• **EXERCISE DETAILS**: Look through the material below and return every line that contains "BoxFuture".

• **RECORD SET**:
//! Bearer token verification subsystem.
//!
//! # Data Flow
//! ```text
//! Authorization: Bearer <token>
//!     → claims.rs (split, decode, parse header + payload)
//!     → keys.rs (resolve signing key by kid; fetch on miss / TTL expiry)
//!         → source.rs (discovery document → JWKS over HTTP, bounded)
//!     → validator.rs (verify signature, then expiry → issuer → audience)
//!     → ValidationOutcome
//! ```
//!
//! # Design Decisions
//! - This server only verifies tokens; it never issues or refreshes them
//! - No claim is trusted before the signature has been verified
//! - The key cache is the only shared mutable state in the request path

pub mod claims;
pub mod keys;
pub mod source;
pub mod validator;

pub use claims::TokenClaims;
pub use keys::{KeyCache, KeyCacheError, SigningKey};
pub use source::{KeyFetchError, KeySource, RemoteKeySource};
pub use validator::{ClaimCheck, TokenValidator, ValidationOutcome};
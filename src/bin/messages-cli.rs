use clap::{Parser, Subcommand};
use reqwest::header::{HeaderMap, HeaderValue, AUTHORIZATION};
use serde_json::Value;

#[derive(Parser)]
#[command(name = "messages-cli")]
#[command(about = "Client for the message API", long_about = None)]
struct Cli {
    #[arg(short, long, default_value = "http://localhost:6060")]
    url: String,

    /// Bearer token sent with the request
    #[arg(short, long, env = "API_TOKEN")]
    token: Option<String>,

    #[command(subcommand)]
    command: Commands,
}

#[derive(Subcommand)]
enum Commands {
    /// Fetch the public message
    Public,
    /// Fetch the protected message
    Protected,
    /// Fetch the admin message
    Admin,
}

#[tokio::main]
async fn main() -> Result<(), Box<dyn std::error::Error>> {
    let cli = Cli::parse();
    let client = reqwest::Client::new();

    let mut headers = HeaderMap::new();
    if let Some(token) = &cli.token {
        headers.insert(
            AUTHORIZATION,
            HeaderValue::from_str(&format!("Bearer {token}"))?,
        );
    }

    let path = match cli.command {
        Commands::Public => "public",
        Commands::Protected => "protected",
        Commands::Admin => "admin",
    };

    let res = client
        .get(format!("{}/api/messages/{path}", cli.url.trim_end_matches('/')))
        .headers(headers)
        .send()
        .await?;
    print_response(res).await
}

async fn print_response(res: reqwest::Response) -> Result<(), Box<dyn std::error::Error>> {
    let status = res.status();
    if !status.is_success() {
        eprintln!("Error: API returned status {}", status);
        if let Ok(text) = res.text().await {
            eprintln!("Response: {}", text);
        }
        return Ok(());
    }

    let json: Value = res.json().await?;
    println!("{}", serde_json::to_string_pretty(&json)?);
    Ok(())
}
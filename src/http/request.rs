//! Request identification.
//!
//! # Responsibilities
//! - Generate a unique request ID (UUID v4) when the client sent none
//! - Build the per-request tracing span carrying that ID
//!
//! # Design Decisions
//! - Request ID added as early as possible for tracing
//! - A client-supplied `x-request-id` is kept and echoed back

use axum::body::Body;
use axum::http::{HeaderName, HeaderValue, Request};
use tower_http::request_id::{MakeRequestId, RequestId};
use tracing::Span;
use uuid::Uuid;

pub const X_REQUEST_ID: HeaderName = HeaderName::from_static("x-request-id");

/// Generates UUID v4 request IDs.
#[derive(Debug, Clone, Copy, Default)]
pub struct UuidRequestId;

impl MakeRequestId for UuidRequestId {
    fn make_request_id<B>(&mut self, _request: &Request<B>) -> Option<RequestId> {
        HeaderValue::from_str(&Uuid::new_v4().to_string())
            .ok()
            .map(RequestId::new)
    }
}

/// Span for one request, tagged with its request ID.
pub fn make_request_span(request: &Request<Body>) -> Span {
    let request_id = request
        .headers()
        .get(&X_REQUEST_ID)
        .and_then(|v| v.to_str().ok())
        .unwrap_or("unknown");

    tracing::info_span!(
        "request",
        request_id = %request_id,
        method = %request.method(),
        path = %request.uri().path(),
    )
}
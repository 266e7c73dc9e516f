//! Key set retrieval from the issuer.
//!
//! # Responsibilities
//! - Discover the JWKS endpoint from the issuer's discovery document
//! - Fetch the published key set over HTTP
//! - Bound every fetch with a deadline
//!
//! # Design Decisions
//! - The JWKS URI is resolved once and remembered for the process lifetime
//! - The discovery document must name the configured issuer
//! - Timeouts are distinct from other fetch errors

use std::time::Duration;

use futures_util::future::BoxFuture;
use jsonwebtoken::jwk::JwkSet;
use serde::Deserialize;
use thiserror::Error;
use tokio::sync::OnceCell;

use crate::config::AuthConfig;

/// Errors raised while fetching the issuer's key material.
#[derive(Debug, Error)]
pub enum KeyFetchError {
    #[error("HTTP error: {0}")]
    Http(#[from] reqwest::Error),

    #[error("key fetch timed out after {0:?}")]
    Timeout(Duration),

    #[error("discovery failed: {0}")]
    Discovery(String),
}

/// Anything able to produce the issuer's current key set.
pub trait KeySource: Send + Sync {
    fn fetch_keys(&self) -> BoxFuture<'_, Result<JwkSet, KeyFetchError>>;
}

#[derive(Debug, Deserialize)]
struct DiscoveryDocument {
    issuer: String,
    #[serde(default)]
    jwks_uri: Option<String>,
}

/// Fetches keys from the issuer over HTTP, discovering the JWKS URI when
/// it is not configured.
pub struct RemoteKeySource {
    client: reqwest::Client,
    issuer: String,
    jwks_uri: OnceCell<String>,
    timeout: Duration,
}

impl RemoteKeySource {
    pub fn new(config: &AuthConfig) -> Result<Self, KeyFetchError> {
        let timeout = Duration::from_secs(config.key_fetch_timeout_secs);
        let client = reqwest::Client::builder()
            .timeout(timeout)
            .connect_timeout(timeout)
            .build()?;

        let jwks_uri = match &config.jwks_uri {
            Some(uri) => OnceCell::new_with(Some(uri.clone())),
            None => OnceCell::new(),
        };

        Ok(Self {
            client,
            issuer: config.issuer.clone(),
            jwks_uri,
            timeout,
        })
    }

    /// Location of the OpenID discovery document for the issuer.
    pub fn discovery_url(&self) -> String {
        format!(
            "{}/.well-known/openid-configuration",
            self.issuer.trim_end_matches('/')
        )
    }

    async fn discover_jwks_uri(&self) -> Result<String, KeyFetchError> {
        let url = self.discovery_url();
        tracing::info!(url = %url, "Resolving JWKS URI from issuer discovery document");

        let document: DiscoveryDocument = self
            .client
            .get(&url)
            .send()
            .await?
            .error_for_status()?
            .json()
            .await?;

        if document.issuer != self.issuer {
            return Err(KeyFetchError::Discovery(format!(
                "discovery document names issuer '{}', expected '{}'",
                document.issuer, self.issuer
            )));
        }

        document
            .jwks_uri
            .ok_or_else(|| KeyFetchError::Discovery("discovery document has no jwks_uri".into()))
    }

    async fn fetch(&self) -> Result<JwkSet, KeyFetchError> {
        let jwks_uri = self
            .jwks_uri
            .get_or_try_init(|| self.discover_jwks_uri())
            .await?;

        tracing::debug!(jwks_uri = %jwks_uri, "Fetching issuer key set");

        let keys = self
            .client
            .get(jwks_uri)
            .send()
            .await?
            .error_for_status()?
            .json()
            .await?;
        Ok(keys)
    }
}

impl KeySource for RemoteKeySource {
    fn fetch_keys(&self) -> BoxFuture<'_, Result<JwkSet, KeyFetchError>> {
        Box::pin(async move {
            match tokio::time::timeout(self.timeout, self.fetch()).await {
                Ok(result) => result,
                Err(_) => Err(KeyFetchError::Timeout(self.timeout)),
            }
        })
    }
}

#[cfg(test)]
mod tests {
    use super::*;

    fn config(issuer: &str) -> AuthConfig {
        AuthConfig {
            issuer: issuer.to_string(),
            audience: "api".to_string(),
            key_fetch_timeout_secs: 1,
            ..AuthConfig::default()
        }
    }

    #[test]
    fn test_discovery_url_ignores_trailing_slash() {
        let with_slash = RemoteKeySource::new(&config("https://tenant.example.com/")).unwrap();
        let without = RemoteKeySource::new(&config("https://tenant.example.com")).unwrap();
        assert_eq!(
            with_slash.discovery_url(),
            "https://tenant.example.com/.well-known/openid-configuration"
        );
        assert_eq!(with_slash.discovery_url(), without.discovery_url());
    }

    #[tokio::test]
    async fn test_unreachable_issuer_is_an_error() {
        let mut cfg = config("http://127.0.0.1:1/");
        cfg.jwks_uri = Some("http://127.0.0.1:1/jwks.json".into());
        let source = RemoteKeySource::new(&cfg).unwrap();
        assert!(source.fetch_keys().await.is_err());
    }
}
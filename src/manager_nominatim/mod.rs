pub mod errors;
mod models;

use std::time::Duration;
use reqwest::Client;
use crate::manager_nominatim::errors::NominatimError;
use crate::manager_nominatim::models::ReverseResult;

/// Struct for looking up place names for coordinates through Nominatim
pub struct Nominatim {
    client: Client,
    api_url: String,
}

impl Nominatim {
    /// Returns a Nominatim struct ready for reverse geocoding
    ///
    /// Nominatim's usage policy requires an identifying user agent on every request.
    ///
    /// # Arguments
    ///
    /// * 'api_url' - url to the reverse geocoding endpoint
    /// * 'user_agent' - user agent to identify the bot with
    /// * 'timeout' - timeout for the whole request
    pub fn new(api_url: &str, user_agent: &str, timeout: Duration) -> Result<Nominatim, NominatimError> {
        let client = Client::builder()
            .user_agent(user_agent)
            .timeout(timeout)
            .build()?;

        Ok(Self { client, api_url: api_url.to_string() })
    }

    /// Returns the village, town or city name at the given location, if any
    ///
    /// # Arguments
    ///
    /// * 'lat' - latitude of the location
    /// * 'long' - longitude of the location
    pub async fn place_name(&self, lat: f64, long: f64) -> Result<Option<String>, NominatimError> {
        let req = self.client
            .get(&self.api_url)
            .query(&[
                ("lat", lat.to_string()),
                ("lon", long.to_string()),
                ("format", "json".to_string()),
            ])
            .send().await?;

        let status = req.status();
        if !status.is_success() {
            return Err(NominatimError(format!("reverse lookup failed: {}", status)));
        }

        let json = req.text().await?;
        let result: ReverseResult = serde_json::from_str(&json)?;

        Ok(result.address.and_then(|a| a.place_name()))
    }
}
pub mod errors;

use std::time::Duration;
use log::debug;
use reqwest::{Client, Proxy, Url};
use teloxide::payloads::setters::*;
use teloxide::requests::Requester;
use teloxide::types::{AllowedUpdate, ChatAction, ChatId, KeyboardMarkup, Me, ParseMode, Update, WebhookInfo};
use teloxide::{Bot, RequestError};
use crate::manager_telegram::errors::TelegramError;

/// Thin layer over teloxide's Bot holding the client settings and keeping the token out of errors
pub struct Telegram {
    bot: Bot,
    token: String,
}

impl Telegram {
    /// Returns a Telegram struct ready for calling Bot API methods
    ///
    /// # Arguments
    ///
    /// * 'api_url' - Bot API base url, normally https://api.telegram.org
    /// * 'token' - the bot token
    /// * 'timeout' - timeout for a request on top of the long poll time
    /// * 'connect_timeout' - timeout for establishing a connection
    /// * 'poll_timeout' - how long Telegram may hold a getUpdates request
    /// * 'proxy' - optional proxy url to route all requests through
    pub fn new(api_url: &str, token: &str, timeout: Duration, connect_timeout: Duration,
               poll_timeout: Duration, proxy: Option<&str>) -> Result<Telegram, TelegramError> {
        let mut builder = Client::builder()
            .connect_timeout(connect_timeout)
            .timeout(timeout + poll_timeout);
        if let Some(proxy) = proxy {
            builder = builder.proxy(Proxy::all(proxy)?);
        }

        let bot = Bot::with_client(token, builder.build()?)
            .set_api_url(parse_url(api_url)?);

        Ok(Self { bot, token: token.to_string() })
    }

    /// Returns the bot's own identity
    pub async fn get_me(&self) -> Result<Me, TelegramError> {
        self.bot.get_me().await.map_err(|e| self.error(e))
    }

    /// Long polls for new messages
    ///
    /// # Arguments
    ///
    /// * 'offset' - identifier of the first update to return, confirms all before it
    /// * 'poll_timeout' - how long the server may hold the request while waiting for updates
    pub async fn get_updates(&self, offset: Option<i32>, poll_timeout: Duration) -> Result<Vec<Update>, TelegramError> {
        let mut request = self.bot.get_updates()
            .timeout(u32::try_from(poll_timeout.as_secs()).unwrap_or(u32::MAX))
            .allowed_updates(vec![AllowedUpdate::Message]);
        if let Some(offset) = offset {
            request = request.offset(offset);
        }

        request.await.map_err(|e| self.error(e))
    }

    /// Sends a text message
    ///
    /// # Arguments
    ///
    /// * 'chat_id' - chat to send to
    /// * 'text' - message text
    /// * 'markdown' - whether the text is legacy Markdown
    /// * 'keyboard' - optional reply keyboard to show
    pub async fn send_message(&self, chat_id: ChatId, text: &str, markdown: bool, keyboard: Option<KeyboardMarkup>)
        -> Result<(), TelegramError> {
        let mut request = self.bot.send_message(chat_id, text);
        if markdown {
            request = request.parse_mode(legacy_markdown());
        }
        if let Some(keyboard) = keyboard {
            request = request.reply_markup(keyboard);
        }

        let message = request.await.map_err(|e| self.error(e))?;
        debug!("sent message {} to chat {}", message.id.0, chat_id);
        Ok(())
    }

    /// Shows the typing indicator in a chat
    pub async fn send_typing(&self, chat_id: ChatId) -> Result<(), TelegramError> {
        self.bot.send_chat_action(chat_id, ChatAction::Typing).await
            .map(|_| ())
            .map_err(|e| self.error(e))
    }

    /// Registers a webhook url, restricted to message updates
    ///
    /// # Arguments
    ///
    /// * 'url' - https url Telegram should post updates to
    /// * 'secret_token' - optional secret Telegram echoes in every webhook request
    pub async fn set_webhook(&self, url: &str, secret_token: Option<&str>) -> Result<(), TelegramError> {
        let mut request = self.bot.set_webhook(parse_url(url)?)
            .allowed_updates(vec![AllowedUpdate::Message]);
        if let Some(secret_token) = secret_token {
            request = request.secret_token(secret_token.to_string());
        }

        request.await
            .map(|_| ())
            .map_err(|e| self.error(e))
    }

    /// Removes any registered webhook so updates can be polled
    pub async fn delete_webhook(&self) -> Result<(), TelegramError> {
        self.bot.delete_webhook().await
            .map(|_| ())
            .map_err(|e| self.error(e))
    }

    /// Returns the current webhook registration
    pub async fn get_webhook_info(&self) -> Result<WebhookInfo, TelegramError> {
        self.bot.get_webhook_info().await.map_err(|e| self.error(e))
    }

    fn error(&self, e: RequestError) -> TelegramError {
        match e {
            RequestError::Api(api) => TelegramError::Api(api.to_string()),
            other => TelegramError::Telegram(redact(&other.to_string(), &self.token)),
        }
    }
}

fn parse_url(url: &str) -> Result<Url, TelegramError> {
    Url::parse(url).map_err(|e| TelegramError::Url(format!("{}: {}", url, e)))
}

#[allow(deprecated)]
fn legacy_markdown() -> ParseMode {
    ParseMode::Markdown
}

fn redact(text: &str, token: &str) -> String {
    if token.is_empty() {
        text.to_string()
    } else {
        text.replace(token, "<token>")
    }
}
use std::fmt;

pub struct NominatimError(pub String);

impl fmt::Display for NominatimError {
    fn fmt(&self, f: &mut fmt::Formatter) -> fmt::Result {
        write!(f, "NominatimError: {}", self.0)
    }
}
impl From<reqwest::Error> for NominatimError {
    fn from(e: reqwest::Error) -> Self { NominatimError(e.to_string()) }
}
impl From<serde_json::Error> for NominatimError {
    fn from(e: serde_json::Error) -> Self { NominatimError(e.to_string()) }
}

• **WORKED SOLUTION**:
use futures_util::future::BoxFuture;
    fn fetch_keys(&self) -> BoxFuture<'_, Result<JwkSet, KeyFetchError>>;
    fn fetch_keys(&self) -> BoxFuture<'_, Result<JwkSet, KeyFetchError>> {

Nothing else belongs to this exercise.